Aim of the task: In the listing below, lines with the string "Iterator" are to be counted; the number is the entire reply.

Data for review:
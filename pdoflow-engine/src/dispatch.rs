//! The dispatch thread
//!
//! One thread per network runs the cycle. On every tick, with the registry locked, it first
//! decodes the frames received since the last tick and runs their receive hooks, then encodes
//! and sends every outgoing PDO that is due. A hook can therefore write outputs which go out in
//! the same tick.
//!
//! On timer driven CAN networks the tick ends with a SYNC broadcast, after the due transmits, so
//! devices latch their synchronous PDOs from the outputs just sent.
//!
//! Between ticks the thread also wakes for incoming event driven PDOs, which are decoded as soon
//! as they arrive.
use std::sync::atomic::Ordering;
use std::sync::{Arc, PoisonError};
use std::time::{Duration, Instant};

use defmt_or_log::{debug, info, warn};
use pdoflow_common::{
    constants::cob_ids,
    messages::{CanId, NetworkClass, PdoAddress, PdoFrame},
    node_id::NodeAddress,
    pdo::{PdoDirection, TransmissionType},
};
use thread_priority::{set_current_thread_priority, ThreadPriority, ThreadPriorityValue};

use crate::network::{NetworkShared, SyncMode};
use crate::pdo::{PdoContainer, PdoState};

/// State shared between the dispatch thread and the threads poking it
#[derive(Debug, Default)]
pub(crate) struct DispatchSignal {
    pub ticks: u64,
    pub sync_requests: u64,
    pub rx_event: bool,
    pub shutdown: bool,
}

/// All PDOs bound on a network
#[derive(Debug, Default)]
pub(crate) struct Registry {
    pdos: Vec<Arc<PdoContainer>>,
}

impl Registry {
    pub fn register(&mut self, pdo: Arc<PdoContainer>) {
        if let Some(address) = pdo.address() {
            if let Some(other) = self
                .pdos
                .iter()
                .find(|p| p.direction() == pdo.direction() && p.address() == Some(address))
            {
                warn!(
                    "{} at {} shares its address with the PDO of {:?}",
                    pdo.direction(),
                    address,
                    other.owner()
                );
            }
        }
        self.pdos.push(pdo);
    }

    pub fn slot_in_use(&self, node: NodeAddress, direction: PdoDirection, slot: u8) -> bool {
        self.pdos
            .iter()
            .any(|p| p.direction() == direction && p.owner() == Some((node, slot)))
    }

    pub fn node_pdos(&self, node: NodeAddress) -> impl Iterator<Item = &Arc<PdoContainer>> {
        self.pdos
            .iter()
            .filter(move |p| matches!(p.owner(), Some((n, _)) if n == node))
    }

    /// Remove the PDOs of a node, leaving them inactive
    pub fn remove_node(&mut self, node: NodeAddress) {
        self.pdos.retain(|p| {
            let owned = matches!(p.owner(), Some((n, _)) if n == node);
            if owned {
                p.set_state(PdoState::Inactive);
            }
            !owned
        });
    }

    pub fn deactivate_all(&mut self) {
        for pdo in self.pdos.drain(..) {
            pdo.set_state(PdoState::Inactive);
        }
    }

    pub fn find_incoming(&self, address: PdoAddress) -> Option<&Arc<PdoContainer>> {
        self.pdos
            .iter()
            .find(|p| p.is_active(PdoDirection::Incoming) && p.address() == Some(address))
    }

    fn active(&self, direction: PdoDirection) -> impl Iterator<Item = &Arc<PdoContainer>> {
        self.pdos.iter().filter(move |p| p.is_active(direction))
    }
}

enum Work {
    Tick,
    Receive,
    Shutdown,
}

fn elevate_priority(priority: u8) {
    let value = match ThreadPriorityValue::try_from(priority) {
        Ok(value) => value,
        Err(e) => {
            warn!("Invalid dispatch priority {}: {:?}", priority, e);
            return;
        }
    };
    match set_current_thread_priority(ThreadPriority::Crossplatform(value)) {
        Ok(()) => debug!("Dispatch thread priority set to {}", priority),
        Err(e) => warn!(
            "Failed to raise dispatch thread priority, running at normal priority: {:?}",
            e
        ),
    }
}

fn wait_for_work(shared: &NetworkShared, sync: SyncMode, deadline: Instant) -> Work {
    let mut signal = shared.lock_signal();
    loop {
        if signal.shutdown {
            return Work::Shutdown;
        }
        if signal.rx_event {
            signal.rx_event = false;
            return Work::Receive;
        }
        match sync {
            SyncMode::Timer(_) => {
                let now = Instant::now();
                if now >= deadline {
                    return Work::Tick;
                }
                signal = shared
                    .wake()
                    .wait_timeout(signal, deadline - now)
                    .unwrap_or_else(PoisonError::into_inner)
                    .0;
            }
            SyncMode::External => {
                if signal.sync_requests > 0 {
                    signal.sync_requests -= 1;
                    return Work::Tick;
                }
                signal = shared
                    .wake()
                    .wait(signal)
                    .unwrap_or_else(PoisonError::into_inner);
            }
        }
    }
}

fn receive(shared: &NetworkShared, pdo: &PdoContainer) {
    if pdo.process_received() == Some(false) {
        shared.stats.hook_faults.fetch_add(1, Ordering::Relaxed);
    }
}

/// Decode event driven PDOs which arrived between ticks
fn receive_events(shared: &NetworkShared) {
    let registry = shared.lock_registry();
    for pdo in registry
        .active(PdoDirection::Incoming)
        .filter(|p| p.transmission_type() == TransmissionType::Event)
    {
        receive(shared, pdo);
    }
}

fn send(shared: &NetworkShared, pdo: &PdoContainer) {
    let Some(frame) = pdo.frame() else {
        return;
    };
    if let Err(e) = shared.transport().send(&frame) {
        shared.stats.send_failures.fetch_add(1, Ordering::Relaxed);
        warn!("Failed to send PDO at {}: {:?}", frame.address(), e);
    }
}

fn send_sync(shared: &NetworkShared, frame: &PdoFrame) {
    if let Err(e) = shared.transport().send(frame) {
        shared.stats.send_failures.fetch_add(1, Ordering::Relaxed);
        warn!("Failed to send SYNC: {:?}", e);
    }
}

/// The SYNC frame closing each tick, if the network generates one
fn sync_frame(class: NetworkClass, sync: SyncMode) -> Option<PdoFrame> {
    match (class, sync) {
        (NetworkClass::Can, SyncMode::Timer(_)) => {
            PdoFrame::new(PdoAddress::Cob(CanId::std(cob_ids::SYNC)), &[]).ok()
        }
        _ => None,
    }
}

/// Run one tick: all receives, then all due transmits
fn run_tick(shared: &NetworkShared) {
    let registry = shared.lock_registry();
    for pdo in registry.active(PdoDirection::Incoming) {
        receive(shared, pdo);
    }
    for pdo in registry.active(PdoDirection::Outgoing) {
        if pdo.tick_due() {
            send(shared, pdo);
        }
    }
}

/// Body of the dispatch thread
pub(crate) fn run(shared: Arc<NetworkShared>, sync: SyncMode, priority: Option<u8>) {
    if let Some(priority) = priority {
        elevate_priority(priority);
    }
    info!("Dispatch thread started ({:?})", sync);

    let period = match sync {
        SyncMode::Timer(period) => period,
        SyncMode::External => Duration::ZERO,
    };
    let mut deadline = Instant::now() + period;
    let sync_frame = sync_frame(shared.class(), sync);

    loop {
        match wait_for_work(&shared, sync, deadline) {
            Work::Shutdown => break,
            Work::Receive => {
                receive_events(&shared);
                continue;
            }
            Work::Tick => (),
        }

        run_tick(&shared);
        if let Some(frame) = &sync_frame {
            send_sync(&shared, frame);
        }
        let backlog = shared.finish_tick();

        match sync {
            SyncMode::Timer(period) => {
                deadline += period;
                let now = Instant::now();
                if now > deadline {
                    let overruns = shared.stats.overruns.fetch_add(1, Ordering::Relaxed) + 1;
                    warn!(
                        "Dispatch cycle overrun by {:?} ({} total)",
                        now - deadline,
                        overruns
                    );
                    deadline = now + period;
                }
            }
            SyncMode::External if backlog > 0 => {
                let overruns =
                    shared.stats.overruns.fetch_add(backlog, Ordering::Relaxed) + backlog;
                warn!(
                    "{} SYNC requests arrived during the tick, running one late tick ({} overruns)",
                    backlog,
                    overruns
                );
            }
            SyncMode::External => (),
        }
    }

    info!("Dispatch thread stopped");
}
--
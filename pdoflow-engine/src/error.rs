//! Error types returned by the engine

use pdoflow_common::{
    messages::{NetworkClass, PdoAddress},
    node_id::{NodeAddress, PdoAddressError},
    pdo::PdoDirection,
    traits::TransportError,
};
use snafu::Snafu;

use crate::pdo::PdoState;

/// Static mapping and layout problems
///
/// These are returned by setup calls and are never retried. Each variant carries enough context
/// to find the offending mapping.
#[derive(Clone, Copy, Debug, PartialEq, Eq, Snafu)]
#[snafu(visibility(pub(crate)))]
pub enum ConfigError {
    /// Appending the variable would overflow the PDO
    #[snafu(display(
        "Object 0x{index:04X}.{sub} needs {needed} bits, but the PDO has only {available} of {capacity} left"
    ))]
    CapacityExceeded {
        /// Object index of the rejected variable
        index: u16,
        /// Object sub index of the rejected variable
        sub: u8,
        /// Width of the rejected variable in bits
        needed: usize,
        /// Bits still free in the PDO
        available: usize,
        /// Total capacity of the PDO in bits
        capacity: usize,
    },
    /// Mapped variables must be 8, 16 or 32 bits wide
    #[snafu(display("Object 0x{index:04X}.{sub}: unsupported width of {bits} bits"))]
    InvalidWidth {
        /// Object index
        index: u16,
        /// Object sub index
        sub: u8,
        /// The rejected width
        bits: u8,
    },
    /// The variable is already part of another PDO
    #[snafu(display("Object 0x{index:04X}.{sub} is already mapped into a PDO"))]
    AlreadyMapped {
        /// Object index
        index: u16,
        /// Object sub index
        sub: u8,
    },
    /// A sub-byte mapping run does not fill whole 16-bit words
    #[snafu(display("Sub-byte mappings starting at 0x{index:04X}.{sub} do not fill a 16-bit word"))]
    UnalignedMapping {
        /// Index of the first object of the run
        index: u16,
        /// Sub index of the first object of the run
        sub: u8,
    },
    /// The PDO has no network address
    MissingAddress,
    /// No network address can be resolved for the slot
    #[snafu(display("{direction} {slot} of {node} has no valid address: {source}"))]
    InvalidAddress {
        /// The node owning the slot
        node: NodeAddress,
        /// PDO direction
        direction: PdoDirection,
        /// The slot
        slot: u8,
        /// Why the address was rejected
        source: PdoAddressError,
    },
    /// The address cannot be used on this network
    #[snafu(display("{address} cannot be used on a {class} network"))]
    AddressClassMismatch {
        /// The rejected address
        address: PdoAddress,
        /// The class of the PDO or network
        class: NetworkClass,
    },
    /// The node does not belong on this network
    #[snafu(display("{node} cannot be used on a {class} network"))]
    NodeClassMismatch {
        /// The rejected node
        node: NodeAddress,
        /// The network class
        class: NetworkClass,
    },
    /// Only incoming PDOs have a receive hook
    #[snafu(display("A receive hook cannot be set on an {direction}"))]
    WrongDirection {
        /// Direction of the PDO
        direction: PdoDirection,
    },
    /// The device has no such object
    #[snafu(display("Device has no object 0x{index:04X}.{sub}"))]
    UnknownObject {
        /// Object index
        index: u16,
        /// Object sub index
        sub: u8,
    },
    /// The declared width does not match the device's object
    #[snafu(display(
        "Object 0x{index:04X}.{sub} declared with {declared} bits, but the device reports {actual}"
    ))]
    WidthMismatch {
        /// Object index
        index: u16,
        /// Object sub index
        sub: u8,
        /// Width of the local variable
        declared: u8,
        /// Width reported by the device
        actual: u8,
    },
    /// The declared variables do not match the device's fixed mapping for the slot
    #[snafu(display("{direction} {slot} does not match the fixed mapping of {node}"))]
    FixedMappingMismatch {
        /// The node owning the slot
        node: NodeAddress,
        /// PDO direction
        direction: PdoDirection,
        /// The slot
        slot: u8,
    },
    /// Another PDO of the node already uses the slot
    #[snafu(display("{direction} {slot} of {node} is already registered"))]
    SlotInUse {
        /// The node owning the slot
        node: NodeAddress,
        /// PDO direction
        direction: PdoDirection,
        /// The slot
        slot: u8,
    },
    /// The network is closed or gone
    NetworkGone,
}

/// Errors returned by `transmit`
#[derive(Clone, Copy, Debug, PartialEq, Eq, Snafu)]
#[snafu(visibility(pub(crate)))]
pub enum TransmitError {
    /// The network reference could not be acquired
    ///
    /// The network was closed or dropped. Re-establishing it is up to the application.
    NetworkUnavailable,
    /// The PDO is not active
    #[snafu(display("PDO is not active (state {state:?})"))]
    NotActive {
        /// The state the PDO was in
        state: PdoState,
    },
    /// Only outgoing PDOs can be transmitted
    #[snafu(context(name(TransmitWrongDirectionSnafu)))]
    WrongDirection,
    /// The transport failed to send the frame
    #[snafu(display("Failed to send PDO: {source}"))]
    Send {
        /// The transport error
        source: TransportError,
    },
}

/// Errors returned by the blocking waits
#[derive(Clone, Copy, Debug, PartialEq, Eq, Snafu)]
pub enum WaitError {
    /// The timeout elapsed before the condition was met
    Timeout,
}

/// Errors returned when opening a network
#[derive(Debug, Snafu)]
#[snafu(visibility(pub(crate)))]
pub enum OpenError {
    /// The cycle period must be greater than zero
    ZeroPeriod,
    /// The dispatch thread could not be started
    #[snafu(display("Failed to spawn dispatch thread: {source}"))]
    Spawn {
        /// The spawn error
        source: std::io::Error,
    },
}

Written solution: 2